KWWL was a very popular top 40 station until the format moved to KFMW in 1982. On February 16, 1981, KWWL became KWLO with the sale of the Black Hawk Broadcasting Company to Forward Communications. KWLO's format moved to adult contemporary and evolved into full service. In the summer of 1993, KWLO switched music formats from lite AC to oldies, adopting "Oldies 1330" as a moniker. The new format maintained existing full service news and talk programming as well as local features like "Buy, Sell, & Trade", a Tradio program.

After KWLO and KFMW were purchased by Bahakel Communications in 1996, the adult standards format that was on KXEL moved to KWLO in March 1997. For a time, it was syndicating a combined oldies/adult standards format courtesy of Citadel Media's "Timeless" satellite feed. With that network's demise on February 13, 2010, KWLO slightly tweaked their format and switched over to Dial Global's Kool Gold oldies network. On July 1, 2012, KWLO's format changed to sports radio.

The station was purchased by Woodward Communications, Inc., in April 2012 along with Bahakel's other Waterloo radio stations. Woodward Communications sold KWLO and three sister stations to NRG Radio's NRG License Sub, LLC effective December 1, 2014, at a price of $3.55 million.
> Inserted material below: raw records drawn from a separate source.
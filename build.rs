fn main() {
    // Rebuild when HEAD moves so `--version` reports the right commit.
    println!("cargo:rerun-if-changed=.git/HEAD");
    println!("cargo:rerun-if-changed=.git/refs/");

    let hash = std::process::Command::new("git")
        .args(["rev-parse", "--short", "HEAD"])
        .output()
        .ok()
        .filter(|o| o.status.success())
        .map(|o| String::from_utf8_lossy(&o.stdout).trim().to_string())
        .unwrap_or_default();

    println!("cargo:rustc-env=PIPELINE_GIT_HASH={hash}");
}
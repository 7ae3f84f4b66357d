//! Image processing backend trait and shared types.
//!
//! The [`ImageBackend`] trait defines the two operations the optimize stage
//! needs: identify and resize. The production implementation is
//! [`RustBackend`](super::rust_backend::RustBackend).

use super::params::ResizePlan;
use std::path::Path;
use thiserror::Error;

#[derive(Error, Debug)]
pub enum BackendError {
    #[error("IO error: {0}")]
    Io(#[from] std::io::Error),
    #[error("Processing failed: {0}")]
    ProcessingFailed(String),
}

/// Result of an identify operation.
#[derive(Debug, Clone, Copy, PartialEq, Eq)]
pub struct Dimensions {
    pub width: u32,
    pub height: u32,
}

/// Trait for image processing backends.
///
/// `Sync` so a single backend can be shared across rayon workers.
pub trait ImageBackend: Sync {
    /// Get image dimensions.
    fn identify(&self, path: &Path) -> Result<Dimensions, BackendError>;

    /// Decode the source once and write every variant of the plan.
    fn resize(&self, plan: &ResizePlan) -> Result<(), BackendError>;
}

#[cfg(test)]
pub mod tests {
    use super::*;
    use crate::imaging::params::Quality;
    use std::sync::Mutex;

    /// Mock backend that records operations without executing them.
    /// Uses Mutex (not RefCell) so it is Sync and works with rayon's par_iter.
    #[derive(Default)]
    pub struct MockBackend {
        pub dimensions: Mutex<Vec<Dimensions>>,
        pub operations: Mutex<Vec<RecordedOp>>,
    }

    #[derive(Debug, Clone, PartialEq)]
    pub enum RecordedOp {
        Identify(String),
        Resize {
            source: String,
            /// `(output, width, height)` per variant.
            variants: Vec<(String, u32, u32)>,
            quality: u32,
        },
    }

    impl MockBackend {
        pub fn new() -> Self {
            Self::default()
        }

        /// Dimensions are popped from the end, one per `identify` call.
        pub fn with_dimensions(dims: Vec<Dimensions>) -> Self {
            Self {
                dimensions: Mutex::new(dims),
                operations: Mutex::new(Vec::new()),
            }
        }

        pub fn get_operations(&self) -> Vec<RecordedOp> {
            self.operations.lock().unwrap().clone()
        }
    }

    impl ImageBackend for MockBackend {
        fn identify(&self, path: &Path) -> Result<Dimensions, BackendError> {
            self.operations
                .lock()
                .unwrap()
                .push(RecordedOp::Identify(path.to_string_lossy().to_string()));

            self.dimensions
                .lock()
                .unwrap()
                .pop()
                .ok_or_else(|| BackendError::ProcessingFailed("No mock dimensions".to_string()))
        }

        fn resize(&self, plan: &ResizePlan) -> Result<(), BackendError> {
            self.operations.lock().unwrap().push(RecordedOp::Resize {
                source: plan.source.to_string_lossy().to_string(),
                variants: plan
                    .variants
                    .iter()
                    .map(|v| (v.output.to_string_lossy().to_string(), v.width, v.height))
                    .collect(),
                quality: plan.quality.value(),
            });
            Ok(())
        }
    }

    #[test]
    fn mock_records_identify() {
        let backend = MockBackend::with_dimensions(vec![Dimensions {
            width: 800,
            height: 600,
        }]);

        let result = backend.identify(Path::new("/test/image.jpg")).unwrap();
        assert_eq!(result.width, 800);
        assert_eq!(result.height, 600);

        let ops = backend.get_operations();
        assert_eq!(ops.len(), 1);
        assert!(matches!(&ops[0], RecordedOp::Identify(p) if p == "/test/image.jpg"));
    }

    #[test]
    fn mock_identify_without_dimensions_errors() {
        let backend = MockBackend::new();
        assert!(backend.identify(Path::new("/x.png")).is_err());
    }

    #[test]
    fn mock_records_resize_plan() {
        let backend = MockBackend::new();
        backend
            .resize(&ResizePlan {
                source: "/img/a.jpg".into(),
                variants: vec![crate::imaging::params::VariantParams {
                    output: "/img/a@2x.jpg".into(),
                    width: 2340,
                    height: 1560,
                }],
                quality: Quality::new(80),
            })
            .unwrap();

        assert_eq!(
            backend.get_operations(),
            vec![RecordedOp::Resize {
                source: "/img/a.jpg".into(),
                variants: vec![("/img/a@2x.jpg".into(), 2340, 1560)],
                quality: 80,
            }]
        );
    }
}
//! Pure Rust image backend built on the `image` crate.
//!
//! | Operation | Crate / function |
//! |---|---|
//! | Identify | `image::image_dimensions` (header only) |
//! | Decode (JPEG, PNG) | `image::ImageReader` |
//! | Resize | `DynamicImage::resize_exact` with `Lanczos3` |
//! | Encode → JPEG | `JpegEncoder::new_with_quality` |
//! | Encode → PNG | `PngEncoder` with best compression and adaptive filtering |

use super::backend::{BackendError, Dimensions, ImageBackend};
use super::params::{Quality, ResizePlan};
use image::codecs::jpeg::JpegEncoder;
use image::codecs::png::{CompressionType, FilterType as PngFilter, PngEncoder};
use image::imageops::FilterType;
use image::{DynamicImage, ImageReader};
use std::fs::File;
use std::io::BufWriter;
use std::path::Path;

/// Extensions the raster pass reads and writes.
pub const RASTER_EXTENSIONS: &[&str] = &["jpg", "jpeg", "png"];

/// Pure Rust backend using the `image` crate ecosystem.
pub struct RustBackend;

impl RustBackend {
    pub fn new() -> Self {
        Self
    }
}

impl Default for RustBackend {
    fn default() -> Self {
        Self::new()
    }
}

fn extension_of(path: &Path) -> String {
    path.extension()
        .and_then(|e| e.to_str())
        .unwrap_or("")
        .to_ascii_lowercase()
}

/// Load and decode an image from disk.
fn load_image(path: &Path) -> Result<DynamicImage, BackendError> {
    ImageReader::open(path)
        .map_err(BackendError::Io)?
        .with_guessed_format()
        .map_err(BackendError::Io)?
        .decode()
        .map_err(|e| {
            BackendError::ProcessingFailed(format!("Failed to decode {}: {}", path.display(), e))
        })
}

/// Encode `img` in the format implied by the output extension.
fn save_image(img: &DynamicImage, path: &Path, quality: Quality) -> Result<(), BackendError> {
    let ext = extension_of(path);
    if !RASTER_EXTENSIONS.contains(&ext.as_str()) {
        return Err(BackendError::ProcessingFailed(format!(
            "Unsupported output format: {}",
            ext
        )));
    }
    let file = File::create(path).map_err(BackendError::Io)?;
    let writer = BufWriter::new(file);

    let result = match ext.as_str() {
        "jpg" | "jpeg" => {
            // JPEG has no alpha channel.
            let rgb = DynamicImage::ImageRgb8(img.to_rgb8());
            let encoder = JpegEncoder::new_with_quality(writer, quality.value() as u8);
            rgb.write_with_encoder(encoder)
        }
        "png" => {
            let encoder =
                PngEncoder::new_with_quality(writer, CompressionType::Best, PngFilter::Adaptive);
            img.write_with_encoder(encoder)
        }
        _ => unreachable!("extension checked above"),
    };
    result.map_err(|e| {
        BackendError::ProcessingFailed(format!("Failed to encode {}: {}", path.display(), e))
    })
}

impl ImageBackend for RustBackend {
    fn identify(&self, path: &Path) -> Result<Dimensions, BackendError> {
        let (width, height) = image::image_dimensions(path).map_err(|e| {
            BackendError::ProcessingFailed(format!("Failed to read dimensions: {}", e))
        })?;
        Ok(Dimensions { width, height })
    }

    fn resize(&self, plan: &ResizePlan) -> Result<(), BackendError> {
        let img = load_image(&plan.source)?;
        for variant in &plan.variants {
            if variant.width == img.width() && variant.height == img.height() {
                save_image(&img, &variant.output, plan.quality)?;
            } else {
                let resized = img.resize_exact(variant.width, variant.height, FilterType::Lanczos3);
                save_image(&resized, &variant.output, plan.quality)?;
            }
        }
        Ok(())
    }
}
use anyhow::Context;
use clap::{Parser, Subcommand};
use site_pipeline::config::{self, PipelineConfig};
use site_pipeline::output;
use site_pipeline::pipeline::Pipeline;
use site_pipeline::plan::{self, Plan};
use site_pipeline::reload::{NullNotifier, ReloadHub};
use site_pipeline::server;
use site_pipeline::stage::Stage;
use std::path::{Path, PathBuf};
use std::sync::Arc;
use std::time::Instant;
use tracing_subscriber::{EnvFilter, layer::SubscriberExt, util::SubscriberInitExt};

fn version_string() -> &'static str {
    let hash = env!("PIPELINE_GIT_HASH");
    if hash.is_empty() {
        env!("CARGO_PKG_VERSION")
    } else {
        // Leaked once at startup, called exactly once
        Box::leak(format!("{} ({hash})", env!("CARGO_PKG_VERSION")).into_boxed_str())
    }
}

#[derive(Parser)]
#[command(name = "site-pipeline")]
#[command(about = "Asset pipeline and live-reload dev server for Hugo sites")]
#[command(long_about = "\
Asset pipeline and live-reload dev server for Hugo sites

Project structure:

  pipeline.toml          # Optional config (see 'site-pipeline gen-config')
  src/
  ├── css/*.css          # → style CLI → dist/css
  ├── js/app.js          # → bundler entry
  ├── js/**/*            # → dist/js (everything but the entry)
  ├── fonts/**/*         # → dist/fonts
  ├── img/**/*           # → dist/img
  └── *                  # → dist/
  site/                  # Hugo project → dist/

Commands:
  build           all stages in parallel, then optimize images
  build-preview   like build, with drafts and future posts, no optimize
  server          build, then serve dist/ with live reload and watch sources")]
#[command(version = version_string())]
struct Cli {
    /// Project root
    #[arg(long, default_value = ".", global = true)]
    root: PathBuf,

    /// Config file, relative to the project root
    #[arg(long, default_value = "pipeline.toml", global = true)]
    config: PathBuf,

    #[command(subcommand)]
    command: Command,
}

#[derive(Subcommand)]
enum Command {
    /// Build every asset and the site, then optimize images
    Build,
    /// Build with drafts and future content, without image optimization
    BuildPreview,
    /// Build, then serve the output with live reload
    Server,
    /// Compile stylesheets
    Css,
    /// Bundle scripts and copy the remaining script files
    Js,
    /// Copy fonts
    Fonts,
    /// Copy files sitting directly in the source directory
    SrcRoot,
    /// Copy images
    Images,
    /// Run the site generator
    Hugo,
    /// Run the site generator with drafts and future content
    HugoPreview,
    /// Generate responsive variants, optimize SVG/GIF, add srcset
    Optimize,
    /// Print a stock pipeline.toml with all options documented
    GenConfig,
}

impl Command {
    fn plan(&self) -> Option<Plan> {
        let stage = match self {
            Command::Build => return Some(Plan::build()),
            Command::BuildPreview => return Some(Plan::build_preview()),
            Command::Server | Command::GenConfig => return None,
            Command::Css => Stage::Css,
            Command::Js => Stage::Js,
            Command::Fonts => Stage::Fonts,
            Command::SrcRoot => Stage::SrcRoot,
            Command::Images => Stage::Images,
            Command::Hugo => Stage::Hugo,
            Command::HugoPreview => Stage::HugoPreview,
            Command::Optimize => Stage::Optimize,
        };
        Some(Plan::single(stage))
    }
}

fn main() -> anyhow::Result<()> {
    let cli = Cli::parse();
    init_tracing();

    if let Command::GenConfig = cli.command {
        print!("{}", config::stock_config_toml());
        return Ok(());
    }

    let config = load_config(&cli.root, &cli.config)?;
    init_thread_pool(&config.processing);

    match cli.command.plan() {
        Some(plan) => run_plan(&plan, Pipeline::new(&cli.root, config, NullNotifier)),
        None => run_server(&cli.root, config),
    }
}

fn init_tracing() {
    tracing_subscriber::registry()
        .with(
            EnvFilter::try_from_default_env()
                .unwrap_or_else(|_| "site_pipeline=info,tower_http=warn".into()),
        )
        .with(tracing_subscriber::fmt::layer().with_writer(std::io::stderr))
        .init();
}

fn load_config(root: &Path, config_path: &Path) -> anyhow::Result<PipelineConfig> {
    let path = root.join(config_path);
    config::load_config(&path).with_context(|| format!("loading {}", path.display()))
}

fn run_plan(plan: &Plan, pipeline: Pipeline<NullNotifier>) -> anyhow::Result<()> {
    output::print_plan_header(plan);
    let start = Instant::now();
    match plan::execute(plan, &pipeline) {
        Ok(reports) => {
            output::print_plan_summary(plan, &reports, start.elapsed());
            Ok(())
        }
        Err(err) => {
            output::print_failure(&err);
            Err(err.into())
        }
    }
}

fn run_server(root: &Path, config: PipelineConfig) -> anyhow::Result<()> {
    let layout = config::Layout::resolve(root, &config.paths);
    let hub = ReloadHub::new(&layout.output, config.server.notify);
    let pipeline = Arc::new(Pipeline::new(root, config, hub));

    output::print_plan_header(&Plan::server());
    let runtime = tokio::runtime::Runtime::new().context("starting async runtime")?;
    runtime.block_on(server::serve(pipeline))?;
    Ok(())
}

/// Initialize the rayon thread pool based on processing config.
///
/// Caps at the number of available CPU cores: user can constrain down, not up.
fn init_thread_pool(processing: &config::ProcessingConfig) {
    let threads = config::effective_threads(processing);
    rayon::ThreadPoolBuilder::new()
        .num_threads(threads)
        .build_global()
        .ok();
}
On June 28, 2015, at midnight, KWLO flipped back to top 40/CHR, branded as "107.3 The Party" (simulcast on translator K297BS 107.3 FM Waterloo). On July 9, 2015, KWLO changed its call sign to KPTY to go with the "Party" branding.

On January 31, 2020, after playing “Him & I” by G-Eazy and Halsey, KPTY flipped to classic country, branded as "107.3 Hank FM". The first song on “Hank FM” was “Live Until I Die” by Clay Walker.